:: To do ::
Every line of the data is to be transcribed without error.

──────── Provided material

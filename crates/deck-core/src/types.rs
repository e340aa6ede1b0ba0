use crate::error::DeckError;
use serde::{Deserialize, Serialize};
use std::fmt;

// ---------------------------------------------------------------------------
// Domain
// ---------------------------------------------------------------------------

#[derive(Debug, Clone, Copy, PartialEq, Eq, Hash, PartialOrd, Ord, Serialize, Deserialize)]
#[serde(rename_all = "kebab-case")]
pub enum Domain {
    Ml,
    DataPlatform,
    Backend,
    Frontend,
    Devops,
    Cli,
    General,
}

impl Domain {
    /// Menu order used by the guided setup.
    pub fn all() -> &'static [Domain] {
        &[
            Domain::Ml,
            Domain::DataPlatform,
            Domain::Backend,
            Domain::Frontend,
            Domain::Devops,
            Domain::Cli,
            Domain::General,
        ]
    }

    pub fn as_str(self) -> &'static str {
        match self {
            Domain::Ml => "ml",
            Domain::DataPlatform => "data-platform",
            Domain::Backend => "backend",
            Domain::Frontend => "frontend",
            Domain::Devops => "devops",
            Domain::Cli => "cli",
            Domain::General => "general",
        }
    }

    pub fn label(self) -> &'static str {
        match self {
            Domain::Ml => "Machine learning / MLOps",
            Domain::DataPlatform => "Data platform (Databricks, Spark)",
            Domain::Backend => "Backend services / APIs",
            Domain::Frontend => "Frontend / web UI",
            Domain::Devops => "DevOps / CI / infrastructure",
            Domain::Cli => "CLI tools",
            Domain::General => "General purpose",
        }
    }

    /// 1-based position in the setup menu.
    pub fn menu_number(self) -> usize {
        self as usize + 1
    }

    pub fn from_menu_number(n: usize) -> Option<Domain> {
        n.checked_sub(1).and_then(|i| Domain::all().get(i).copied())
    }
}

impl fmt::Display for Domain {
    fn fmt(&self, f: &mut fmt::Formatter<'_>) -> fmt::Result {
        f.write_str(self.as_str())
    }
}

impl std::str::FromStr for Domain {
    type Err = DeckError;

    fn from_str(s: &str) -> Result<Self, Self::Err> {
        match s {
            "ml" => Ok(Domain::Ml),
            "data-platform" => Ok(Domain::DataPlatform),
            "backend" => Ok(Domain::Backend),
            "frontend" => Ok(Domain::Frontend),
            "devops" => Ok(Domain::Devops),
            "cli" => Ok(Domain::Cli),
            "general" => Ok(Domain::General),
            _ => Err(DeckError::InvalidDomain(s.to_string())),
        }
    }
}

// ---------------------------------------------------------------------------
// Need
// ---------------------------------------------------------------------------

#[derive(Debug, Clone, Copy, PartialEq, Eq, Hash, PartialOrd, Ord, Serialize, Deserialize)]
#[serde(rename_all = "snake_case")]
pub enum Need {
    Git,
    Quality,
    Context,
    Docs,
    Deploy,
}

impl Need {
    pub fn all() -> &'static [Need] {
        &[
            Need::Git,
            Need::Quality,
            Need::Context,
            Need::Docs,
            Need::Deploy,
        ]
    }

    pub fn as_str(self) -> &'static str {
        match self {
            Need::Git => "git",
            Need::Quality => "quality",
            Need::Context => "context",
            Need::Docs => "docs",
            Need::Deploy => "deploy",
        }
    }

    pub fn label(self) -> &'static str {
        match self {
            Need::Git => "Git workflow (commits, PRs, issues)",
            Need::Quality => "Code quality and testing",
            Need::Context => "Context priming",
            Need::Docs => "Documentation",
            Need::Deploy => "Releases and deployment",
        }
    }

    pub fn menu_number(self) -> usize {
        self as usize + 1
    }

    pub fn from_menu_number(n: usize) -> Option<Need> {
        n.checked_sub(1).and_then(|i| Need::all().get(i).copied())
    }
}

impl fmt::Display for Need {
    fn fmt(&self, f: &mut fmt::Formatter<'_>) -> fmt::Result {
        f.write_str(self.as_str())
    }
}

impl std::str::FromStr for Need {
    type Err = DeckError;

    fn from_str(s: &str) -> Result<Self, Self::Err> {
        match s {
            "git" => Ok(Need::Git),
            "quality" => Ok(Need::Quality),
            "context" => Ok(Need::Context),
            "docs" => Ok(Need::Docs),
            "deploy" => Ok(Need::Deploy),
            _ => Err(DeckError::InvalidNeed(s.to_string())),
        }
    }
}

/// Parse a comma- or whitespace-separated list of need names, deduplicated
/// and kept in canonical order.
pub fn parse_needs(s: &str) -> Result<Vec<Need>, DeckError> {
    let mut needs = Vec::new();
    for token in s.split(|c: char| c == ',' || c.is_whitespace()) {
        let token = token.trim();
        if token.is_empty() {
            continue;
        }
        needs.push(token.parse::<Need>()?);
    }
    needs.sort();
    needs.dedup();
    Ok(needs)
}

pub fn needs_display(needs: &[Need]) -> String {
    if needs.is_empty() {
        return "(none)".to_string();
    }
    needs
        .iter()
        .map(|n| n.as_str())
        .collect::<Vec<_>>()
        .join(", ")
}

// ---------------------------------------------------------------------------
// TaskStatus
// ---------------------------------------------------------------------------

/// Status of an externally produced task record. Ordered: a task only ever
/// moves forward through these values.
#[derive(Debug, Clone, Copy, PartialEq, Eq, Hash, PartialOrd, Ord, Serialize, Deserialize)]
#[serde(rename_all = "snake_case")]
pub enum TaskStatus {
    Pending,
    InProgress,
    Completed,
}

impl TaskStatus {
    pub fn as_str(self) -> &'static str {
        match self {
            TaskStatus::Pending => "pending",
            TaskStatus::InProgress => "in_progress",
            TaskStatus::Completed => "completed",
        }
    }

    /// Strict match against the producer's status strings. Anything else,
    /// including case variants, is treated as pending.
    pub fn from_record(raw: Option<&str>) -> TaskStatus {
        match raw {
            Some("completed") => TaskStatus::Completed,
            Some("in_progress") => TaskStatus::InProgress,
            _ => TaskStatus::Pending,
        }
    }
}

impl fmt::Display for TaskStatus {
    fn fmt(&self, f: &mut fmt::Formatter<'_>) -> fmt::Result {
        f.write_str(self.as_str())
    }
}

────────────────

:: Written solution ::
filename crates/deck-core/src/types.rs
repository e340aa6ede1b0ba0
use crate::error::DeckError;
use serde::{Deserialize, Serialize};
use std::fmt;

// ---------------------------------------------------------------------------
// Domain
// ---------------------------------------------------------------------------

#[derive(Debug, Clone, Copy, PartialEq, Eq, Hash, PartialOrd, Ord, Serialize, Deserialize)]
#[serde(rename_all = "kebab-case")]
pub enum Domain {
    Ml,
    DataPlatform,
    Backend,
    Frontend,
    Devops,
    Cli,
    General,
}

impl Domain {
    /// Menu order used by the guided setup.
    pub fn all() -> &'static [Domain] {
        &[
            Domain::Ml,
            Domain::DataPlatform,
            Domain::Backend,
            Domain::Frontend,
            Domain::Devops,
            Domain::Cli,
            Domain::General,
        ]
    }

    pub fn as_str(self) -> &'static str {
        match self {
            Domain::Ml => "ml",
            Domain::DataPlatform => "data-platform",
            Domain::Backend => "backend",
            Domain::Frontend => "frontend",
            Domain::Devops => "devops",
            Domain::Cli => "cli",
            Domain::General => "general",
        }
    }

    pub fn label(self) -> &'static str {
        match self {
            Domain::Ml => "Machine learning / MLOps",
            Domain::DataPlatform => "Data platform (Databricks, Spark)",
            Domain::Backend => "Backend services / APIs",
            Domain::Frontend => "Frontend / web UI",
            Domain::Devops => "DevOps / CI / infrastructure",
            Domain::Cli => "CLI tools",
            Domain::General => "General purpose",
        }
    }

    /// 1-based position in the setup menu.
    pub fn menu_number(self) -> usize {
        self as usize + 1
    }

    pub fn from_menu_number(n: usize) -> Option<Domain> {
        n.checked_sub(1).and_then(|i| Domain::all().get(i).copied())
    }
}

impl fmt::Display for Domain {
    fn fmt(&self, f: &mut fmt::Formatter<'_>) -> fmt::Result {
        f.write_str(self.as_str())
    }
}

impl std::str::FromStr for Domain {
    type Err = DeckError;

    fn from_str(s: &str) -> Result<Self, Self::Err> {
        match s {
            "ml" => Ok(Domain::Ml),
            "data-platform" => Ok(Domain::DataPlatform),
            "backend" => Ok(Domain::Backend),
            "frontend" => Ok(Domain::Frontend),
            "devops" => Ok(Domain::Devops),
            "cli" => Ok(Domain::Cli),
            "general" => Ok(Domain::General),
            _ => Err(DeckError::InvalidDomain(s.to_string())),
        }
    }
}

// ---------------------------------------------------------------------------
// Need
// ---------------------------------------------------------------------------

#[derive(Debug, Clone, Copy, PartialEq, Eq, Hash, PartialOrd, Ord, Serialize, Deserialize)]
#[serde(rename_all = "snake_case")]
pub enum Need {
    Git,
    Quality,
    Context,
    Docs,
    Deploy,
}

impl Need {
    pub fn all() -> &'static [Need] {
        &[
            Need::Git,
            Need::Quality,
            Need::Context,
            Need::Docs,
            Need::Deploy,
        ]
    }

    pub fn as_str(self) -> &'static str {
        match self {
            Need::Git => "git",
            Need::Quality => "quality",
            Need::Context => "context",
            Need::Docs => "docs",
            Need::Deploy => "deploy",
        }
    }

    pub fn label(self) -> &'static str {
        match self {
            Need::Git => "Git workflow (commits, PRs, issues)",
            Need::Quality => "Code quality and testing",
            Need::Context => "Context priming",
            Need::Docs => "Documentation",
            Need::Deploy => "Releases and deployment",
        }
    }

    pub fn menu_number(self) -> usize {
        self as usize + 1
    }

    pub fn from_menu_number(n: usize) -> Option<Need> {
        n.checked_sub(1).and_then(|i| Need::all().get(i).copied())
    }
}

impl fmt::Display for Need {
    fn fmt(&self, f: &mut fmt::Formatter<'_>) -> fmt::Result {
        f.write_str(self.as_str())
    }
}

impl std::str::FromStr for Need {
    type Err = DeckError;

    fn from_str(s: &str) -> Result<Self, Self::Err> {
        match s {
            "git" => Ok(Need::Git),
            "quality" => Ok(Need::Quality),
            "context" => Ok(Need::Context),
            "docs" => Ok(Need::Docs),
            "deploy" => Ok(Need::Deploy),
            _ => Err(DeckError::InvalidNeed(s.to_string())),
        }
    }
}

/// Parse a comma- or whitespace-separated list of need names, deduplicated
/// and kept in canonical order.
pub fn parse_needs(s: &str) -> Result<Vec<Need>, DeckError> {
    let mut needs = Vec::new();
    for token in s.split(|c: char| c == ',' || c.is_whitespace()) {
        let token = token.trim();
        if token.is_empty() {
            continue;
        }
        needs.push(token.parse::<Need>()?);
    }
    needs.sort();
    needs.dedup();
    Ok(needs)
}

pub fn needs_display(needs: &[Need]) -> String {
    if needs.is_empty() {
        return "(none)".to_string();
    }
    needs
        .iter()
        .map(|n| n.as_str())
        .collect::<Vec<_>>()
        .join(", ")
}

// ---------------------------------------------------------------------------
// TaskStatus
// ---------------------------------------------------------------------------

/// Status of an externally produced task record. Ordered: a task only ever
/// moves forward through these values.
#[derive(Debug, Clone, Copy, PartialEq, Eq, Hash, PartialOrd, Ord, Serialize, Deserialize)]
#[serde(rename_all = "snake_case")]
pub enum TaskStatus {
    Pending,
    InProgress,
    Completed,
}

impl TaskStatus {
    pub fn as_str(self) -> &'static str {
        match self {
            TaskStatus::Pending => "pending",
            TaskStatus::InProgress => "in_progress",
            TaskStatus::Completed => "completed",
        }
    }

    /// Strict match against the producer's status strings. Anything else,
    /// including case variants, is treated as pending.
    pub fn from_record(raw: Option<&str>) -> TaskStatus {
        match raw {
            Some("completed") => TaskStatus::Completed,
            Some("in_progress") => TaskStatus::InProgress,
            _ => TaskStatus::Pending,
        }
    }
}

impl fmt::Display for TaskStatus {
    fn fmt(&self, f: &mut fmt::Formatter<'_>) -> fmt::Result {
        f.write_str(self.as_str())
    }
}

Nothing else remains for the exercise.